Gemmology provides an SSE2 implementation of the original algorithm, while
intgemm_ stops at SSSE3. The SSE2 version is
roughly 2.5 slower than the SSSE3 version.
Gemmology provides a suboptimal implementation using NEON instructions for arm32 and aarch64.
All Gemmology functions are parametrized by a target architecture (e.g.

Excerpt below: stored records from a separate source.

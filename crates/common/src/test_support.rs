//! Fixtures shared by unit tests

use crate::cache::{CacheStore, MemoryCache};
use crate::config::DebuggerConfig;
use crate::db::models::{CapturedRecordActiveModel, DebugSession};
use crate::db::{DbPool, Repository};
use crate::errors::{AppError, Result};
use crate::sessions::{SessionCache, SessionService};
use async_trait::async_trait;
use chrono::{DateTime, Duration, Utc};
use sea_orm::{NotSet, Set};
use std::sync::Arc;

/// Minimal record row for `session_id` captured at `created_at`
pub fn record_for(session_id: i64, created_at: DateTime<Utc>) -> CapturedRecordActiveModel {
    CapturedRecordActiveModel {
        id: NotSet,
        session_id: Set(session_id),
        request_id: Set(uuid::Uuid::new_v4().to_string()),
        method: Set("GET".to_string()),
        url: Set("api/orders".to_string()),
        full_url: Set("http://localhost/api/orders".to_string()),
        route_name: Set(Some("/api/orders".to_string())),
        route_action: Set(None),
        request_headers: Set("{}".to_string()),
        request_query: Set(None),
        request_body: Set(None),
        request_content_type: Set(None),
        request_size: Set(0),
        ip_address: Set(None),
        user_agent: Set(None),
        tenant_id: Set(None),
        user_id: Set(None),
        status_code: Set(200),
        response_headers: Set(Some("{}".to_string())),
        response_body: Set(None),
        response_content_type: Set(None),
        response_size: Set(Some(0)),
        duration_ms: Set(Some(1.5)),
        memory_peak_mb: Set(None),
        exception_class: Set(None),
        exception_message: Set(None),
        exception_trace: Set(None),
        requested_at: Set(created_at),
        responded_at: Set(Some(created_at)),
        created_at: Set(created_at),
    }
}

/// Unsaved active session expiring in an hour; the token is derived from `id`
pub fn session_model(id: i64, tenant: Option<&str>, user: Option<i64>) -> DebugSession {
    let now = Utc::now();
    DebugSession {
        id,
        token: format!("{:064x}", id),
        tenant_id: tenant.map(str::to_string),
        user_id: user,
        label: None,
        active: true,
        expires_at: now + Duration::hours(1),
        created_by: None,
        created_at: now,
        updated_at: now,
    }
}

/// Cache store whose every operation fails
pub struct FailingCache;

#[async_trait]
impl CacheStore for FailingCache {
    async fn get(&self, _key: &str) -> Result<Option<String>> {
        Err(unavailable())
    }

    async fn set(&self, _key: &str, _value: &str, _ttl: std::time::Duration) -> Result<()> {
        Err(unavailable())
    }

    async fn delete(&self, _key: &str) -> Result<()> {
        Err(unavailable())
    }

    async fn incr(&self, _key: &str) -> Result<i64> {
        Err(unavailable())
    }
}

fn unavailable() -> AppError {
    AppError::CacheError {
        message: "cache unavailable".to_string(),
    }
}

/// In-memory database, in-memory cache and the services over them
pub struct TestEnv {
    pub pool: DbPool,
    pub repo: Repository,
    pub store: Arc<MemoryCache>,
    pub cache: SessionCache,
    pub sessions: SessionService,
    pub config: Arc<DebuggerConfig>,
}

impl TestEnv {
    pub async fn new() -> Self {
        Self::with_config(enabled_config()).await
    }

    pub async fn with_config(config: DebuggerConfig) -> Self {
        let pool = DbPool::in_memory().await.unwrap();
        let repo = Repository::new(pool.clone());
        let store = Arc::new(MemoryCache::new());
        let config = Arc::new(config);
        let cache = SessionCache::new(store.clone(), config.cache_ttl());
        let sessions = SessionService::new(repo.clone(), cache.clone(), config.clone());

        Self {
            pool,
            repo,
            store,
            cache,
            sessions,
            config,
        }
    }

    pub async fn insert_records(&self, session_id: i64, count: usize, created_at: DateTime<Utc>) {
        for _ in 0..count {
            self.repo
                .insert_record(record_for(session_id, created_at))
                .await
                .unwrap();
        }
    }
}

pub fn enabled_config() -> DebuggerConfig {
    DebuggerConfig {
        enabled: true,
        ..DebuggerConfig::default()
    }
}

xsimd::sse4_2) which is set to the best available at compile time. It's up
to the user to handle the dynamic dispatch (eventually using xsimd generic mechanism <https://xsimd.readthedocs.io/en/latest/api/dispatching.html>_ to do so.
Testing
All tests lie in the test directory, a sample test invocation (provided
xsimd_ and sde64 <https://www.intel.fr/content/www/fr/fr/download/684897/intel-software-development-emulator.html>_
are available on your system.
.. code::
make -C test XSIMD_INCLUDE_DIR=/source/xsimd/include SDE64=/Downloads/sde-external-9.14.0-2022-10-25-lin/sde64
Acknowledgments
This is really mostly a portage of intgemm_ to xsimd. So big thanks to
intgemm authors for the original work.